(Collected data entries)
'''

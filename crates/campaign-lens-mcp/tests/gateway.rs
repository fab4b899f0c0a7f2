// crates/campaign-lens-mcp/tests/gateway.rs
// ============================================================================
// Module: Gateway Integration Tests
// Description: Catalog and dispatch contracts across the public gateway API.
// Purpose: Pin catalog stability and the tool error-convention asymmetry.
// Dependencies: campaign-lens-mcp, tokio
// ============================================================================

#![allow(
    clippy::unwrap_used,
    clippy::expect_used,
    clippy::panic,
    reason = "Test-only assertions use unwrap/expect for clarity."
)]

mod common;

use std::collections::BTreeSet;
use std::io::BufRead;

use campaign_lens_mcp::FileAuditSink;
use campaign_lens_mcp::Gateway;
use campaign_lens_mcp::JsonRpcResponse;
use campaign_lens_mcp::ToolRouter;
use campaign_lens_mcp::audit::RequestTransport;
use serde_json::Value;
use serde_json::json;

use crate::common::StubExecutor;
use crate::common::manager;
use crate::common::stack;
use crate::common::stack_with;

/// Sends one request over the stream transport and returns its response.
async fn call(gateway: &Gateway, request: &Value) -> JsonRpcResponse {
    let bytes = serde_json::to_vec(request).unwrap();
    gateway.handle_bytes(RequestTransport::Stdio, &bytes, None).await.response.unwrap()
}

/// Decodes the tool payload from a `tools/call` result.
fn payload(response: &JsonRpcResponse) -> Value {
    let text = response.result.as_ref().unwrap()["content"][0]["text"].as_str().unwrap();
    serde_json::from_str(text).unwrap()
}

#[tokio::test]
async fn tools_list_is_idempotent_and_exact() {
    let gateway = stack(StubExecutor::rows(Vec::new()));
    let request = json!({"jsonrpc": "2.0", "id": 1, "method": "tools/list"});
    let first = call(&gateway, &request).await;
    let second = call(&gateway, &request).await;
    assert_eq!(first, second);

    let names: BTreeSet<String> = first.result.unwrap()["tools"]
        .as_array()
        .unwrap()
        .iter()
        .map(|tool| tool["name"].as_str().unwrap().to_string())
        .collect();
    let expected: BTreeSet<String> = ["get_campaigns", "get_campaign_metrics", "test_connection"]
        .into_iter()
        .map(str::to_string)
        .collect();
    assert_eq!(names, expected);
}

#[tokio::test]
async fn stream_and_http_advertise_the_same_catalog() {
    let gateway = stack(StubExecutor::rows(Vec::new()));
    let body = br#"{"jsonrpc":"2.0","id":1,"method":"tools/list"}"#;
    let stdio = gateway.handle_bytes(RequestTransport::Stdio, body, None).await;
    let http = gateway.handle_bytes(RequestTransport::Http, body, None).await;
    assert_eq!(stdio.response, http.response);
}

#[tokio::test]
async fn nonexistent_tool_yields_error_envelope() {
    let gateway = stack(StubExecutor::rows(Vec::new()));
    let response = call(
        &gateway,
        &json!({"jsonrpc": "2.0", "id": 5, "method": "tools/call", "params": {"name": "nonexistent", "arguments": {}}}),
    )
    .await;
    assert!(response.result.is_none());
    assert_eq!(response.error.unwrap().code, -32601);
    assert_eq!(response.id, json!(5));
}

#[tokio::test]
async fn forced_downstream_failure_is_data_for_test_connection_only() {
    let executor = StubExecutor::failing("backend unavailable");
    let gateway = stack(executor.clone());

    let test = call(
        &gateway,
        &json!({"jsonrpc": "2.0", "id": 1, "method": "tools/call", "params": {"name": "test_connection", "arguments": {}}}),
    )
    .await;
    assert!(test.error.is_none());
    let data = payload(&test);
    assert_eq!(data["status"], "error");
    assert!(data["message"].as_str().unwrap().contains("backend unavailable"));

    let campaigns = call(
        &gateway,
        &json!({"jsonrpc": "2.0", "id": 2, "method": "tools/call", "params": {"name": "get_campaigns", "arguments": {}}}),
    )
    .await;
    assert!(campaigns.result.is_none());
    let error = campaigns.error.unwrap();
    assert_eq!(error.code, -32603);
    assert!(error.data.unwrap()["message"].as_str().unwrap().contains("backend unavailable"));
    assert_eq!(executor.query_count(), 2);
}

#[tokio::test]
async fn missing_credential_fails_tools_but_not_the_gateway() {
    let gateway = stack_with(StubExecutor::rows(Vec::new()), false);
    let campaigns = call(
        &gateway,
        &json!({"jsonrpc": "2.0", "id": 1, "method": "tools/call", "params": {"name": "get_campaigns"}}),
    )
    .await;
    assert_eq!(campaigns.error.unwrap().code, -32603);

    let ping = call(&gateway, &json!({"jsonrpc": "2.0", "id": 2, "method": "ping"})).await;
    assert_eq!(ping.result, Some(json!({})));
}

#[tokio::test]
async fn unknown_method_carries_method_name() {
    let gateway = stack(StubExecutor::rows(Vec::new()));
    let response = call(&gateway, &json!({"jsonrpc": "2.0", "id": 3, "method": "prompts/list"})).await;
    let error = response.error.unwrap();
    assert_eq!(error.code, -32603);
    assert_eq!(error.data.unwrap()["method"], "prompts/list");
}

#[tokio::test]
async fn file_audit_sink_records_one_line_per_request() {
    let dir = tempfile::tempdir().unwrap();
    let path = dir.path().join("audit.jsonl");
    let router = ToolRouter::new(manager(true), StubExecutor::rows(Vec::new()), None);
    let gateway = Gateway::new(router, std::sync::Arc::new(FileAuditSink::new(&path).unwrap()));

    call(&gateway, &json!({"jsonrpc": "2.0", "id": 1, "method": "ping"})).await;
    gateway
        .handle_bytes(RequestTransport::Http, br#"{"jsonrpc":"2.0","method":"notifications/initialized"}"#, None)
        .await;

    let file = std::fs::File::open(&path).unwrap();
    let events: Vec<Value> = std::io::BufReader::new(file)
        .lines()
        .map(|line| serde_json::from_str(&line.unwrap()).unwrap())
        .collect();
    assert_eq!(events.len(), 2);
    assert_eq!(events[0]["event"], "mcp_request");
    assert_eq!(events[0]["method"], "ping");
    assert_eq!(events[0]["outcome"], "ok");
    assert_eq!(events[1]["transport"], "http");
    assert_eq!(events[1]["outcome"], "notification");
}
// crates/campaign-lens-config/src/lib.rs
// ============================================================================
// Module: Campaign Lens Config Library
// Description: Configuration model and validation for Campaign Lens.
// Purpose: Single source of truth for campaign-lens.toml and its env overlay.
// Dependencies: serde, toml
// ============================================================================

//! ## Overview
//! `campaign-lens-config` loads an optional TOML file, overlays process
//! environment variables, and validates the result before any server
//! component is built. OAuth secrets are deliberately optional here; missing
//! secrets surface later as authentication errors so the server still starts.

// ============================================================================
// SECTION: Modules
// ============================================================================

pub mod config;

// ============================================================================
// SECTION: Re-Exports
// ============================================================================

pub use config::*;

'''

ASSIGNMENT
Write out each line of the data that holds the string "manager".

ANSWER TO THE PROBLEM
use crate::common::manager;
    let router = ToolRouter::new(manager(true), StubExecutor::rows(Vec::new()), None);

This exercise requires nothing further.